## Information given
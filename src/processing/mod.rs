//! Text transformation engine and file pipeline.
//!
//! [`TransformRequest`] is the pure half: parameters are validated into a
//! tagged variant before any I/O happens, and `apply` maps content to
//! output infallibly after that. [`FilePipeline`] is the I/O half: it reads
//! the input artifact (streaming the line count case), runs the transform,
//! and writes the result artifact into the worker's result directory.

pub mod pipeline;
pub mod transform;

// Re-export main types for convenience
pub use pipeline::FilePipeline;
pub use transform::TransformRequest;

## Problem description
In the entries, the line containing "pub use pipeline::FilePipeline;" and every line after it through the last are to be duplicated exactly, and no other line is to be included.

## Exercise solution
pub use pipeline::FilePipeline;
pub use transform::TransformRequest;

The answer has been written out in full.